Why should we in the United States be concerned about the destruction of distant tropical rainforests? Because rainforest plants are complex chemical storehouses that contain many undiscovered biodynamic compounds with unrealized potential for use in modern medicine. We can gain access to these materials only if we study and conserve the species that contain them.

Rainforests currently provide half of today's medicines. These include pharmaceutical and medicinal medicines. 70% of the plants found to have anti-cancer properties are found only in the rainforest. Rainforests and their immense undiscovered biodiversity hold the key to unlocking tomorrow's cures. How many cures have we already lost?

Two drugs we have, we obtained from a rainforest plant known as the Madagascar periwinkle, which is now extinct in the wild due to deforestation. They have increased the chances of survival for children with leukemia from 20 percent to over 90 percent.
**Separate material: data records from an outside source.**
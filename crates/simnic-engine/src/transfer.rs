//! The single-threaded transfer loops.
//!
//! Each loop advances a cursor over one or both rings, one slot per step. A
//! step either consumes a transmit slot (flip the ownership bit back to the
//! peer) or services a receive slot (loop the paired transmit packet back,
//! then flip the bit). Loops run until the stop flag is raised or the step
//! budget runs out, and waits notice either within one poll interval.

use std::thread;

use simnic_ring::{Slot, SlotCursor, RING_SLOTS};

use crate::context::TransferContext;

/// Counters a transfer run reports at shutdown.
#[derive(Debug, Clone, Copy, Default, PartialEq, Eq)]
#[must_use]
pub struct TransferTotals {
    /// Transmit slots consumed and handed back to the peer.
    pub tx_packets: u64,
    /// Receive steps counted after the pipeline fill, reported the way the
    /// device reports them: one less than the raw count, never negative.
    pub rx_packets: u64,
    /// Payload bytes copied by counted receive steps. The final-count
    /// correction applies to the packet counter only.
    pub rx_bytes: u64,
}

/// Which burst the alternating loop opens with.
#[derive(Debug, Clone, Copy, PartialEq, Eq)]
pub enum BurstStart {
    TransmitFirst,
    ReceiveFirst,
}

fn out_of_budget(ctx: &TransferContext<'_>, steps: u64) -> bool {
    ctx.max_steps.is_some_and(|max| steps >= max)
}

fn should_halt(ctx: &TransferContext<'_>, steps: u64) -> bool {
    ctx.stop_requested() || out_of_budget(ctx, steps)
}

/// Polls `slot` until the peer hands it over. Returns false when the stop
/// flag or the step budget ends the wait first.
fn wait_for_peer(ctx: &TransferContext<'_>, slot: &Slot<'_>, steps_done: u64) -> bool {
    loop {
        if should_halt(ctx, steps_done) {
            return false;
        }
        if slot.csr().owned_by_peer() {
            return true;
        }
        thread::sleep(ctx.poll_interval);
    }
}

/// Consumes transmit slots as the peer grants them, handing each straight
/// back, until stopped.
pub fn run_transmit_only(ctx: &TransferContext<'_>) -> TransferTotals {
    tracing::info!("transmit loop starting");
    let mut totals = TransferTotals::default();
    let mut cursor = SlotCursor::default();

    loop {
        let slot = ctx.tx().slot(cursor.index());
        if !wait_for_peer(ctx, &slot, totals.tx_packets) {
            break;
        }
        slot.set_owned_by_peer(false);
        totals.tx_packets += 1;
        cursor.advance();
    }

    tracing::info!(tx_packets = totals.tx_packets, "transmit loop stopped");
    totals
}

/// Services receive slots until stopped, looping each paired transmit packet
/// back into the slot before returning it to the peer.
pub fn run_receive_only(ctx: &TransferContext<'_>) -> TransferTotals {
    tracing::info!("receive loop starting");
    let mut totals = TransferTotals::default();
    let mut rx_cursor = SlotCursor::default();
    let mut tx_cursor = SlotCursor::default();
    let mut fill_steps = 0usize;
    let mut steps = 0u64;

    loop {
        let rx_slot = ctx.rx().slot(rx_cursor.index());
        let tx_slot = ctx.tx().slot(tx_cursor.index());

        // The first pass over the ring streams without waiting, modeling the
        // peer pipeline filling up. Counting starts with the first real
        // handoff after that pass.
        let counted = if fill_steps < RING_SLOTS {
            if should_halt(ctx, steps) {
                break;
            }
            fill_steps += 1;
            false
        } else {
            if !wait_for_peer(ctx, &rx_slot, steps) {
                break;
            }
            true
        };

        let copied = rx_slot.copy_packet_from(&tx_slot);
        rx_slot.set_owned_by_peer(false);
        if counted {
            totals.rx_packets += 1;
            totals.rx_bytes += copied as u64;
        }
        steps += 1;
        rx_cursor.advance();
        tx_cursor.advance();
    }

    totals.rx_packets = totals.rx_packets.saturating_sub(1);
    tracing::info!(
        rx_packets = totals.rx_packets,
        rx_bytes = totals.rx_bytes,
        "receive loop stopped"
    );
    totals
}

/// Alternates full-ring receive and transmit bursts until stopped,
/// optionally opening with one transmit burst.
pub fn run_alternating(ctx: &TransferContext<'_>, start: BurstStart) -> TransferTotals {
    tracing::info!(?start, "alternating loop starting");
    let mut totals = TransferTotals::default();
    let mut rx_cursor = SlotCursor::default();
    let mut tx_cursor = SlotCursor::default();
    let mut steps = 0u64;

    let mut live = match start {
        BurstStart::TransmitFirst => transmit_burst(ctx, &mut tx_cursor, &mut totals, &mut steps),
        BurstStart::ReceiveFirst => true,
    };
    while live {
        live = receive_burst(ctx, &mut rx_cursor, &mut tx_cursor, &mut totals, &mut steps)
            && transmit_burst(ctx, &mut tx_cursor, &mut totals, &mut steps);
    }

    // One receive step is the peer pipeline priming itself, not traffic.
    totals.rx_packets = totals.rx_packets.saturating_sub(1);
    tracing::info!(
        tx_packets = totals.tx_packets,
        rx_packets = totals.rx_packets,
        "alternating loop stopped"
    );
    totals
}

fn transmit_burst(
    ctx: &TransferContext<'_>,
    tx_cursor: &mut SlotCursor,
    totals: &mut TransferTotals,
    steps: &mut u64,
) -> bool {
    for _ in 0..RING_SLOTS {
        let slot = ctx.tx().slot(tx_cursor.index());
        if !wait_for_peer(ctx, &slot, *steps) {
            return false;
        }
        slot.set_owned_by_peer(false);
        totals.tx_packets += 1;
        *steps += 1;
        tx_cursor.advance();
    }
    true
}

fn receive_burst(
    ctx: &TransferContext<'_>,
    rx_cursor: &mut SlotCursor,
    tx_cursor: &mut SlotCursor,
    totals: &mut TransferTotals,
    steps: &mut u64,
) -> bool {
    for _ in 0..RING_SLOTS {
        let rx_slot = ctx.rx().slot(rx_cursor.index());
        let tx_slot = ctx.tx().slot(tx_cursor.index());
        if !wait_for_peer(ctx, &rx_slot, *steps) {
            return false;
        }
        let copied = rx_slot.copy_packet_from(&tx_slot);
        rx_slot.set_owned_by_peer(false);
        totals.rx_packets += 1;
        totals.rx_bytes += copied as u64;
        *steps += 1;
        rx_cursor.advance();
        tx_cursor.advance();
    }
    true
}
Think about it; 9 out of 10 children are now saved rather than 9 of 10 children dying from leukemia. How many children have been spared, and how many more will continue to be spared because of this single rainforest plant? What if we failed to discover this one important plant among millions before it was extinct? When our remaining rainforests are gone their rare plants and animals will be lost, and so will their cures be lost.
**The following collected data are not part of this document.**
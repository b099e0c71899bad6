//! Ring and slot views over a mapped region.

use std::sync::atomic::{AtomicU32, AtomicU8, Ordering};

use simnic_shmem::{SharedRegion, ShmemError};
use thiserror::Error;

use crate::csr::Csr;
use crate::layout::{
    NODE_DESC_CSR, NODE_DESC_LEN, NODE_DESC_PACKET_TYPE, NODE_PAYLOAD, NODE_SIZE, NODE_SLOT_INDEX,
    PAYLOAD_CAPACITY, RING_AREA, RING_SLOTS, RX_RING_BASE, TX_RING_BASE,
};

/// Which of the two rings a [`DescriptorRing`] drives.
#[derive(Debug, Clone, Copy, PartialEq, Eq)]
pub enum RingRole {
    Tx,
    Rx,
}

impl RingRole {
    pub fn base_offset(self) -> usize {
        match self {
            RingRole::Tx => TX_RING_BASE,
            RingRole::Rx => RX_RING_BASE,
        }
    }

    /// Ownership the ring is primed with: the peer starts holding no TX slots
    /// and every RX slot.
    pub fn initial_peer_owned(self) -> bool {
        matches!(self, RingRole::Rx)
    }
}

#[derive(Debug, Error)]
pub enum LayoutError {
    #[error("region holds {size} bytes, the two rings need {need}")]
    RegionTooSmall { size: usize, need: usize },
    #[error("ring view: {0}")]
    Region(#[from] ShmemError),
}

/// One ring of [`RING_SLOTS`] descriptor nodes.
///
/// Construction checks the whole ring against the region bounds once; slot
/// access after that cannot fail.
pub struct DescriptorRing<'a> {
    role: RingRole,
    slots: Vec<Slot<'a>>,
}

impl<'a> DescriptorRing<'a> {
    pub fn new(region: &'a SharedRegion, role: RingRole) -> Result<Self, LayoutError> {
        if region.len() < RING_AREA {
            return Err(LayoutError::RegionTooSmall {
                size: region.len(),
                need: RING_AREA,
            });
        }
        let base = role.base_offset();
        let mut slots = Vec::with_capacity(RING_SLOTS);
        for index in 0..RING_SLOTS {
            let node = base + index * NODE_SIZE;
            slots.push(Slot {
                csr: region.atomic_u32(node + NODE_DESC_CSR)?,
                packet_len: region.atomic_u32(node + NODE_DESC_LEN)?,
                packet_type: region.atomic_u32(node + NODE_DESC_PACKET_TYPE)?,
                slot_index: region.atomic_u32(node + NODE_SLOT_INDEX)?,
                payload: region.atomic_bytes(node + NODE_PAYLOAD, PAYLOAD_CAPACITY)?,
            });
        }
        Ok(DescriptorRing { role, slots })
    }

    pub fn role(&self) -> RingRole {
        self.role
    }

    /// Slot `index` of the ring.
    ///
    /// Panics if `index` is not below [`RING_SLOTS`]; cursors produced by
    /// [`SlotCursor`] always are.
    pub fn slot(&self, index: usize) -> Slot<'a> {
        assert!(index < RING_SLOTS, "slot index {index} out of range");
        self.slots[index]
    }

    /// Rewrites every slot's ownership bit to the ring's primed pattern,
    /// leaving the rest of each csr word alone.
    pub fn reset_ownership(&self) {
        let owned = self.role.initial_peer_owned();
        for slot in &self.slots {
            slot.set_owned_by_peer(owned);
        }
    }
}

/// Ring position that advances modulo [`RING_SLOTS`], so it can never index
/// outside the ring.
#[derive(Debug, Clone, Copy, Default, PartialEq, Eq)]
pub struct SlotCursor(usize);

impl SlotCursor {
    pub fn index(self) -> usize {
        self.0
    }

    pub fn advance(&mut self) {
        self.0 = (self.0 + 1) % RING_SLOTS;
    }
}

/// View of one descriptor node. Copyable; the cells live in the region.
#[derive(Clone, Copy)]
pub struct Slot<'a> {
    csr: &'a AtomicU32,
    packet_len: &'a AtomicU32,
    packet_type: &'a AtomicU32,
    slot_index: &'a AtomicU32,
    payload: &'a [AtomicU8],
}

impl Slot<'_> {
    /// Reads the control/status word.
    ///
    /// The acquire load pairs with the release store in
    /// [`set_owned_by_peer`](Self::set_owned_by_peer): once the ownership bit
    /// is observed, the payload written before the handoff is too.
    pub fn csr(&self) -> Csr {
        Csr::from_raw(self.csr.load(Ordering::Acquire))
    }

    /// Stores a full csr word.
    pub fn set_csr(&self, csr: Csr) {
        self.csr.store(csr.raw(), Ordering::Release);
    }

    /// Rewrites only the ownership bit. Only the side currently holding the
    /// slot writes its csr, so plain load-then-store is enough.
    pub fn set_owned_by_peer(&self, owned: bool) {
        let csr = Csr::from_raw(self.csr.load(Ordering::Relaxed));
        self.csr
            .store(csr.with_owned_by_peer(owned).raw(), Ordering::Release);
    }

    pub fn packet_len(&self) -> u32 {
        self.packet_len.load(Ordering::Relaxed)
    }

    pub fn set_packet_len(&self, len: u32) {
        self.packet_len.store(len, Ordering::Relaxed);
    }

    pub fn packet_type(&self) -> u32 {
        self.packet_type.load(Ordering::Relaxed)
    }

    pub fn set_packet_type(&self, ty: u32) {
        self.packet_type.store(ty, Ordering::Relaxed);
    }

    pub fn slot_index(&self) -> u32 {
        self.slot_index.load(Ordering::Relaxed)
    }

    pub fn set_slot_index(&self, index: u32) {
        self.slot_index.store(index, Ordering::Relaxed);
    }

    /// Copies payload bytes into `dst`, returning how many were copied.
    pub fn read_payload(&self, dst: &mut [u8]) -> usize {
        let n = dst.len().min(PAYLOAD_CAPACITY);
        for (byte, cell) in dst[..n].iter_mut().zip(&self.payload[..n]) {
            *byte = cell.load(Ordering::Relaxed);
        }
        n
    }

    /// Copies `src` into the payload, returning how many bytes fit.
    pub fn write_payload(&self, src: &[u8]) -> usize {
        let n = src.len().min(PAYLOAD_CAPACITY);
        for (byte, cell) in src[..n].iter().zip(&self.payload[..n]) {
            cell.store(*byte, Ordering::Relaxed);
        }
        n
    }

    /// Moves the packet in `src` into this slot: payload bytes clamped to the
    /// node capacity, the length word carried over verbatim, and the packet
    /// type. Returns the number of payload bytes copied.
    pub fn copy_packet_from(&self, src: &Slot<'_>) -> usize {
        let len = src.packet_len();
        let n = (len as usize).min(PAYLOAD_CAPACITY);
        for (dst, cell) in self.payload[..n].iter().zip(&src.payload[..n]) {
            dst.store(cell.load(Ordering::Relaxed), Ordering::Relaxed);
        }
        self.set_packet_len(len);
        self.set_packet_type(src.packet_type());
        n
    }
}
No one can challenge the fact that we are largely dependent on plants for treating our aliments. Almost 90% of people in developing countries still rely on traditional medicine. In the United States, some 25% of prescriptions are filled with drugs whose active ingredients are extracted or derived from plants. Sales of these drugs in the U.S. amounted to over $5 billion a year. Worldwide sales of these plant-based drugs are estimated at $40 billion a year. Still even more drugs are derived from animals, insects and microorganisms.

The U.S. National Cancer Institute has identified over 3,000 plants that are active against cancer cells, and 70% of these plants are found only in rainforests. Over 25% of the active ingredients in today's cancer-fighting drugs come from rainforest organisms. Among the thousands of species of rainforest plants that have not been analyzed are many more thousands of unknown plant chemicals. Many of these chemicals have evolved to protect plants from pathogens. These plant chemicals may help us in our own struggle with constantly evolving pathogens such as bacteria-resistant pathogens in tuberculosis, measles, and HIV. Experts now believe that if there is a cure for cancer or AIDS, it will probably be found in the rainforest.

Today over 100 pharmaceutical companies and several branches of the US government, including giants like Merck, Abbott, Bristol-Myers Squibb, Eli Lilly, Monsanto, SmithKline Beecham, and the National Cancer Institute are engaged in plant-based research projects for possible drugs and cures for viruses, infections, cancer, and AIDS. Most of this research is currently taking place in rainforests. This new pharmacological industry is called bioprospecting, and it has sprung up from an unlikely confederacy: plant-collectors, anthropologists, ecologists, conservationists, natural product companies and nutritional supplement manufacturers, AIDS and cancer researchers, executives in the world's largest drug companies, and native indigenous shamans. They are part of a radical experiment to preserve the world's rainforests by showing how much more valuable they are standing than cut down. It's a race against a clock whose every tick means another acre of charred forest. Yet it is also a race that pits one explorer against another. Those who score the first big hit in bioprospecting will secure wealth and a piece of scientific immortality.

In November 1991 Merck Pharmaceutical Company announced a landmark agreement to obtain samples of wild plants for drug-screening from Costa Rica's National Biodiversity Institute (INBio). Spurred by this and other biodiversity prospecting ventures, interest in the commercial value of plant genetic and biochemical resources is growing today. While the Merck-INBio agreement provides a fascinating example of a private partnership that contributes to rural economic development, rainforest conservation, and technology transfer, virtually no precedent exists for national policies and legislation to govern and regulate what amounts to a brand new industry.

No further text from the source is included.